Converts a cortical stats file created by recon-all and or
mris_anatomical_stats (eg, ?h.aparc.stats) into a table in which
each line is a subject and each column is a parcellation. By
default, the values are the area of the parcellation in mm2. The
first row is a list of the parcellation names. The first column is
the subject name. If the measure is thickness then the last column
is the mean cortical thickness.

The subjects list can be specified on either of two ways:
  1. Specify each subject after a -s flag 

            -s subject1 -s subject2 ... --hemi lh
  
  2. Specify all subjects after --subjects flag. --subjects does not have
     to be the last argument. Eg:

            --subjects subject1 subject2 ... --hemi lh

By default, it looks for the ?h.aparc.stats file based on the
Killiany/Desikan parcellation atlas. This can be changed with
'--parc parcellation' where parcellation is the parcellation to
use. An alternative is aparc.a2009s which was developed by
Christophe Destrieux. If this file is not found, it will exit
with an error unless --skip in which case it skips this subject
and moves on to the next.

By default, the area (mm2) of each parcellation is reported.
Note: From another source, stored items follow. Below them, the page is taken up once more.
//! Commands: `link`, `provision`, `deploy`, `unlink`, `deprovision`.
use anyhow::Result;

use super::{Session, version};
use crate::cli::{GlobalOpts, PackArgs};
use crate::logging::Log as _;
use crate::types::CommandIntent;

/// Run the pipeline for `intent` and print the summary.
///
/// The summary is printed for failed and cancelled runs too, from the
/// partial context carried by the error.
///
/// # Errors
///
/// Returns an error if discovery fails, any action fails, or the run is
/// cancelled.
pub fn run(
    session: &Session,
    global: &GlobalOpts,
    intent: CommandIntent,
    packs: &PackArgs,
    force: bool,
) -> Result<()> {
    let log = &session.log;
    log.info(&format!("dodot {}", version::version()));
    if global.dry_run {
        log.dry_run("no changes will be made");
    }

    log.stage(&format!("Running {intent}"));
    let opts = super::options(global, intent, packs, force);
    match session.pipeline.run(&opts) {
        Ok(ctx) => {
            log.print_summary(&ctx);
            Ok(())
        }
        Err(err) => {
            if let Some(ctx) = err.context() {
                log.print_summary(ctx);
            }
            Err(err.into())
        }
    }
}
//! Top-level subcommand orchestration.
//!
//! Each subcommand builds a [`Session`] from the global options, hands the
//! work to the [`Pipeline`], and renders the result. Errors cross into
//! [`anyhow`] here; [`exit_code`] recovers the classification for the
//! process exit status.
pub mod completions;
pub mod deploy;
pub mod list;
pub mod shell_init;
pub mod status;
pub mod version;

use std::sync::Arc;
use std::time::Duration;

use anyhow::Result;

use crate::cli::{GlobalOpts, PackArgs};
use crate::datastore::DataStore;
use crate::error::DodotError;
use crate::exec::SystemRunner;
use crate::fs::SystemFs;
use crate::handlers::registry;
use crate::logging::{Log as _, Logger};
use crate::paths::{Environment, Paths};
use crate::pipeline::{CancelToken, Options, Pipeline};
use crate::types::CommandIntent;

/// Shared state produced by the common command setup sequence.
///
/// Captures the environment once, resolves every location, and wires the
/// pipeline to the real filesystem and process runner.
#[derive(Debug)]
pub struct Session {
    /// Pipeline over the real filesystem.
    pub pipeline: Pipeline,
    /// Logger shared with the pipeline.
    pub log: Arc<Logger>,
}

impl Session {
    /// Resolve paths from the global options and the process environment.
    ///
    /// # Errors
    ///
    /// Returns an error if the dotfiles root, data directory, or home
    /// directory cannot be determined.
    pub fn init(global: &GlobalOpts, log: Arc<Logger>, cancel: CancelToken) -> Result<Self> {
        let env = Environment::capture();
        let paths = Paths::from_environment(global.dotfiles_root.as_deref(), &env)?;
        log.debug(&format!(
            "dotfiles root: {} ({})",
            paths.dotfiles_root().display(),
            paths.root_source()
        ));
        log.debug(&format!("data dir: {}", paths.data_dir().display()));

        let store = DataStore::new(Arc::new(SystemFs), paths);
        let pipeline = Pipeline::new(
            store,
            registry::global().clone(),
            Arc::new(SystemRunner),
            Arc::clone(&log),
        )
        .with_cancel(cancel);
        Ok(Self { pipeline, log })
    }

    /// Resolved locations.
    #[must_use]
    pub const fn paths(&self) -> &Paths {
        self.pipeline.store().paths()
    }
}

/// Build pipeline options from the command line.
#[must_use]
pub fn options(global: &GlobalOpts, intent: CommandIntent, packs: &PackArgs, force: bool) -> Options {
    Options {
        packs: packs.packs.clone(),
        dry_run: global.dry_run,
        intent,
        force,
        enable_home_symlinks: global.enable_home_symlinks,
        parallel: global.parallel,
        command_timeout: global.timeout.map(Duration::from_secs),
    }
}

/// Process exit status for a command error.
///
/// Library errors keep their classification; anything else is a generic
/// failure.
#[must_use]
pub fn exit_code(err: &anyhow::Error) -> u8 {
    err.downcast_ref::<DodotError>()
        .map_or(1, |e| e.kind().exit_code())
}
This can
be changed with '--meas measure', where measure can be area, volume
(ie, volume of gray matter), thickness, thicknessstd, or meancurv.
thicknessstd is the standard dev of thickness across space.

Example:
 aparcstats2table --hemi lh --subjects 004 008 --parc aparc.a2009s 
    --meas meancurv -t lh.a2009s.meancurv.txt

lh.a2009s.meancurv.txt will have 3 rows: (1) 'header' with the name
of each structure, (2) mean curvature for each structure for subject

The --common-parcs flag writes only the ROIs which are common to all 
the subjects. Default behavior is it puts 0.0 in the measure of an ROI
which is not present in a subject. 

The --parcs-from-file <file> outputs only the parcs specified in the file
The order of the parcs in the file is maintained. Specify one parcellation
per line.

The --report-rois flag, for each subject, gives what ROIs that are present
in atleast one other subject is absent in current subject and also gives 
what ROIs are unique to the current subject.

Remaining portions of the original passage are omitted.